Data provided section start
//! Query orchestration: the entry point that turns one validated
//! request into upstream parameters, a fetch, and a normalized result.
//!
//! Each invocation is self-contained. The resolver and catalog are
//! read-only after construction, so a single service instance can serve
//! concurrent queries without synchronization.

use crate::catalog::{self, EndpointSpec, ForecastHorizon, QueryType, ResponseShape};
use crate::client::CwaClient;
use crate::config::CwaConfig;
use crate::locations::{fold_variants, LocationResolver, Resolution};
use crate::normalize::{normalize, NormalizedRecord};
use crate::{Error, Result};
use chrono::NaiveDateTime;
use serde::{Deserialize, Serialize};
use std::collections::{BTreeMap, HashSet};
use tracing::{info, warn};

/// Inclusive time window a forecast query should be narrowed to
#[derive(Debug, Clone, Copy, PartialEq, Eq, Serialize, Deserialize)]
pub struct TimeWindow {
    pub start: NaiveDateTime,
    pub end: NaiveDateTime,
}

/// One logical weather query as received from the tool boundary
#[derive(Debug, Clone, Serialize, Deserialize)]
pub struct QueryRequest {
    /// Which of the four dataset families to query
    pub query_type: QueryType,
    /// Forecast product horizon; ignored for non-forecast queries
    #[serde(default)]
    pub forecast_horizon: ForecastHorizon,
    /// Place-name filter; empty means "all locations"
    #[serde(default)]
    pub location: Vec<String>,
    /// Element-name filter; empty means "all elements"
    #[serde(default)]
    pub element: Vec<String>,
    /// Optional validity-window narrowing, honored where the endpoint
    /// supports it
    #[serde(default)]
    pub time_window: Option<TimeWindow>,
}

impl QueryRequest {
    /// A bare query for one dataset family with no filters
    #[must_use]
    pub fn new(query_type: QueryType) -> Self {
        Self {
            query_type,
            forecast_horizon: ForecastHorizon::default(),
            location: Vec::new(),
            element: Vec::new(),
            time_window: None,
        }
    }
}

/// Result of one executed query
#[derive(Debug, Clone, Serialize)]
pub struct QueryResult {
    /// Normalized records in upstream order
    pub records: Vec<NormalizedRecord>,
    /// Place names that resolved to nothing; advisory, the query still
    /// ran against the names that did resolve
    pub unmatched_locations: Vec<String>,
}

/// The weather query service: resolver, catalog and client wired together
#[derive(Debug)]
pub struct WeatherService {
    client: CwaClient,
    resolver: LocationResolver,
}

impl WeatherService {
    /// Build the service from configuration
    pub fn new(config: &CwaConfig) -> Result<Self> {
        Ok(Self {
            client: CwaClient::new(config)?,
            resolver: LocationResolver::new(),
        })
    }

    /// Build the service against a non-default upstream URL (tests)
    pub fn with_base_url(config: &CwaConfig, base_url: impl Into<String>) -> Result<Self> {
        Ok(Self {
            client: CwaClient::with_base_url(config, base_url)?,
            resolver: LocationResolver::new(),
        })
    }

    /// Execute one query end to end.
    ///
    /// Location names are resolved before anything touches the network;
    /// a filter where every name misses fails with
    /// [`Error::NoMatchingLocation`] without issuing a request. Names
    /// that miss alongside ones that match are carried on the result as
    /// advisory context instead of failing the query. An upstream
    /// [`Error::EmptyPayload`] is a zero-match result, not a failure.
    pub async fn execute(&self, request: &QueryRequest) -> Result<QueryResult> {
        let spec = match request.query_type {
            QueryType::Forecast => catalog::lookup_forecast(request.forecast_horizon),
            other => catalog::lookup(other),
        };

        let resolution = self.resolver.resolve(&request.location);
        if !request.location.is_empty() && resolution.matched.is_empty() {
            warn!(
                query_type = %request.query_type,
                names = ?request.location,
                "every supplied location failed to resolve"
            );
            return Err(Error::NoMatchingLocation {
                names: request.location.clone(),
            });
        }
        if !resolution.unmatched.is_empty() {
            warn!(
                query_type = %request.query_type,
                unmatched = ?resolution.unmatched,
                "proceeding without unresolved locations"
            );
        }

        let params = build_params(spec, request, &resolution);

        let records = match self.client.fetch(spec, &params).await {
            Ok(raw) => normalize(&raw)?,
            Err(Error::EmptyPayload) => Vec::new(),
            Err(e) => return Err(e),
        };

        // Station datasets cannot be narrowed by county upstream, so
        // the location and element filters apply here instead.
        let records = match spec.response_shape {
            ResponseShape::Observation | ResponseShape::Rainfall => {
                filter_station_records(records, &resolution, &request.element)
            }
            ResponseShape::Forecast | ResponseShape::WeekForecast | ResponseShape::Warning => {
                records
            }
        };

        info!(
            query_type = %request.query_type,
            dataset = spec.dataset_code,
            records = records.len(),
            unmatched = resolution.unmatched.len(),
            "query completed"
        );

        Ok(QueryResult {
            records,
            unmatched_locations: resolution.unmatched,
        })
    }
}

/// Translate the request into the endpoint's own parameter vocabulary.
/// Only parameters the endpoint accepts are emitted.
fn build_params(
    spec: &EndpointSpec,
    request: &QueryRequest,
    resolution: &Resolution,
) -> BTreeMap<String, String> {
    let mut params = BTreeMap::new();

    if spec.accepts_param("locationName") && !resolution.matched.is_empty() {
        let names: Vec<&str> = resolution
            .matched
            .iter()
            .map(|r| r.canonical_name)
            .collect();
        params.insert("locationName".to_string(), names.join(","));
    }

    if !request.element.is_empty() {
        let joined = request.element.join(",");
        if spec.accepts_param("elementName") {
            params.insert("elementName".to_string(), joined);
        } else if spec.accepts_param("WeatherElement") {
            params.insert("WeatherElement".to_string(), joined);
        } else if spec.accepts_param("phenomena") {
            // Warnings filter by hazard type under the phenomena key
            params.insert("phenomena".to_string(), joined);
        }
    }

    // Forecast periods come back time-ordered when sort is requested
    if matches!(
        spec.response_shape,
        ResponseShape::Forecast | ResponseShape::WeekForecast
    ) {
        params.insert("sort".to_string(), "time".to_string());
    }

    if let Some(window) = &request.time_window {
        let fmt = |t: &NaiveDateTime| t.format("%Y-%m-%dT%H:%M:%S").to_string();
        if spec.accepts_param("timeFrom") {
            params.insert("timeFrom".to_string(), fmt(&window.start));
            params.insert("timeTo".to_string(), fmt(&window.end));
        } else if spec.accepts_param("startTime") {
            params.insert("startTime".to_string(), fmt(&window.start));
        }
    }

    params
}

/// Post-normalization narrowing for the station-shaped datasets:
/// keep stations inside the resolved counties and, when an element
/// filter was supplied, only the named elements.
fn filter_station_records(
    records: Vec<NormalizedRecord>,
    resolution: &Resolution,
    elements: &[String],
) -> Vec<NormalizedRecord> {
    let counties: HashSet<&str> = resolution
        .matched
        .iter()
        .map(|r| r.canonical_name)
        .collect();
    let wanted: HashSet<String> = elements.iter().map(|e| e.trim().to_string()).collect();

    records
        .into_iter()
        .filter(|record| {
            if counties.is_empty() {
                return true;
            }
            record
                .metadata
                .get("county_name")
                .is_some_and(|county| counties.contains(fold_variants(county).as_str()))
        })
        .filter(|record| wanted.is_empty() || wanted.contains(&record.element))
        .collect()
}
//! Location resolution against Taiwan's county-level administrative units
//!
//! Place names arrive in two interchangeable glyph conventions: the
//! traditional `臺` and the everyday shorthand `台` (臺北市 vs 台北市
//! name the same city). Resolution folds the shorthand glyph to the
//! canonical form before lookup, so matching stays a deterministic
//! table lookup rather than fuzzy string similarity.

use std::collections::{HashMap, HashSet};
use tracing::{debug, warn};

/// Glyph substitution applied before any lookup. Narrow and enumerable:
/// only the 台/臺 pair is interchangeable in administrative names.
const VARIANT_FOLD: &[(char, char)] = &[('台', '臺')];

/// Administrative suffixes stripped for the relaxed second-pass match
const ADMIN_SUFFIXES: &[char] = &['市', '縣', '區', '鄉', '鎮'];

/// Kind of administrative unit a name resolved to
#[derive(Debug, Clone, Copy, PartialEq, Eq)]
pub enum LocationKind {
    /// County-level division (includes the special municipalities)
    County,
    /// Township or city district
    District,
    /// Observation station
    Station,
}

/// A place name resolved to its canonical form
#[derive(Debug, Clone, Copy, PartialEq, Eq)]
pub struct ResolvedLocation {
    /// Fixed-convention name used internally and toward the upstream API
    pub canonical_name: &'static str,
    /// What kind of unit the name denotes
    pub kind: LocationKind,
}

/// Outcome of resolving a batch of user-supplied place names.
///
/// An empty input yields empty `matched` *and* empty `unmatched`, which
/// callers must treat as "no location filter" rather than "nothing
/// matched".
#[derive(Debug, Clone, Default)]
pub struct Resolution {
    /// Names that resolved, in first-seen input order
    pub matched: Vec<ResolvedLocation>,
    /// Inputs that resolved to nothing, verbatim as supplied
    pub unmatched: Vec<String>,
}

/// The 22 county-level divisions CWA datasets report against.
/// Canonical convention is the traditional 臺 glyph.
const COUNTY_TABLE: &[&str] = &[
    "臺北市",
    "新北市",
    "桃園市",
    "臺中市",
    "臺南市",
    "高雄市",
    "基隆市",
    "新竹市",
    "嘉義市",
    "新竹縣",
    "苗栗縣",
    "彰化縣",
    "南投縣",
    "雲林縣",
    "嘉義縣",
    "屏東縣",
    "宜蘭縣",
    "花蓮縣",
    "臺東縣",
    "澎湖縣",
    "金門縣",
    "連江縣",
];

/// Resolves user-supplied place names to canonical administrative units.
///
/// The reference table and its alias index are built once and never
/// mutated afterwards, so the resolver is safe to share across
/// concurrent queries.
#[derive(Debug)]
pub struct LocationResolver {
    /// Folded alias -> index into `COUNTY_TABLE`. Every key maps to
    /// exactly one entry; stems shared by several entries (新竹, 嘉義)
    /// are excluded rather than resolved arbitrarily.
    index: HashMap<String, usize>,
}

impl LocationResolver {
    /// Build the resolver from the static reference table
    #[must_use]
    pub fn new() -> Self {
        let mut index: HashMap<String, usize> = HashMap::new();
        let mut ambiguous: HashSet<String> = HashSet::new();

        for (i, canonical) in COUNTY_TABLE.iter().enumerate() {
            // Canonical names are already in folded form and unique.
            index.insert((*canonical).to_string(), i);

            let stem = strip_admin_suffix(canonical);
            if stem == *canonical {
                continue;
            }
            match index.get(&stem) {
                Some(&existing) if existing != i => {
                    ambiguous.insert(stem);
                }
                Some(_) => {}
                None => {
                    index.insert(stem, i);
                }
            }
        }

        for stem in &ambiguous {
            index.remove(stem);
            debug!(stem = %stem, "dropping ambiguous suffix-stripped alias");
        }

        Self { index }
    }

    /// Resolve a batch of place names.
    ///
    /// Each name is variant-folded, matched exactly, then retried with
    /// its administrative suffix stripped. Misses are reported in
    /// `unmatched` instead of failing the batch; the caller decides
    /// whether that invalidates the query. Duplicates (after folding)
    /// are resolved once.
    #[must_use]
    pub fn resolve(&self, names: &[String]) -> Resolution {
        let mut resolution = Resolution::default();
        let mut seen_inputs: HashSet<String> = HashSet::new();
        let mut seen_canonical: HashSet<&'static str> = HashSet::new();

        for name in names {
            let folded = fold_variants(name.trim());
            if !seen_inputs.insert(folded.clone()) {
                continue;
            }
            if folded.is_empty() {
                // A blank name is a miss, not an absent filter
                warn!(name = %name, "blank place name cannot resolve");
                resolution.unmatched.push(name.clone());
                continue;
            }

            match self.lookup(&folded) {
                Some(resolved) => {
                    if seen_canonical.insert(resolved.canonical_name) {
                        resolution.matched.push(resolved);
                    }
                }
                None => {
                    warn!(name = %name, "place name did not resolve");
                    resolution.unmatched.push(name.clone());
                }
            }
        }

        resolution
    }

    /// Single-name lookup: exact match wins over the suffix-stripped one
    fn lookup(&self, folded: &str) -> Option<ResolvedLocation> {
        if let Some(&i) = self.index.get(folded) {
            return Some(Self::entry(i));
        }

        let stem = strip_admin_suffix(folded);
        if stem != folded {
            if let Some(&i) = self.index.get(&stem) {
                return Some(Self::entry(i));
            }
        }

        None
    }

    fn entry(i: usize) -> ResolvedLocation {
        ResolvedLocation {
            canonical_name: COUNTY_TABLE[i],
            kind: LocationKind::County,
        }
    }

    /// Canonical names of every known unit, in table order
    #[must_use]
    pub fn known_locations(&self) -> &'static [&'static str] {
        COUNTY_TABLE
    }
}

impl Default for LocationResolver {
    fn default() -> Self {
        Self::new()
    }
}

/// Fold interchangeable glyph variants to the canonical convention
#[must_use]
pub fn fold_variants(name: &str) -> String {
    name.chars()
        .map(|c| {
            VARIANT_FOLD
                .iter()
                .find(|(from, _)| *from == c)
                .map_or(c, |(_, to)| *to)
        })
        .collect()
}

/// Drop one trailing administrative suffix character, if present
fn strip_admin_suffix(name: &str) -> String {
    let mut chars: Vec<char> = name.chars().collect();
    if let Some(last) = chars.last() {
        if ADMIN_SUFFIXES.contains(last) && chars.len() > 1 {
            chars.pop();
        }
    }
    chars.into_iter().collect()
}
Data provided section end
### What is required
Gather each line in the entries above where the string "push" is found.

### Answer below
                resolution.unmatched.push(name.clone());
                        resolution.matched.push(resolved);
                    resolution.unmatched.push(name.clone());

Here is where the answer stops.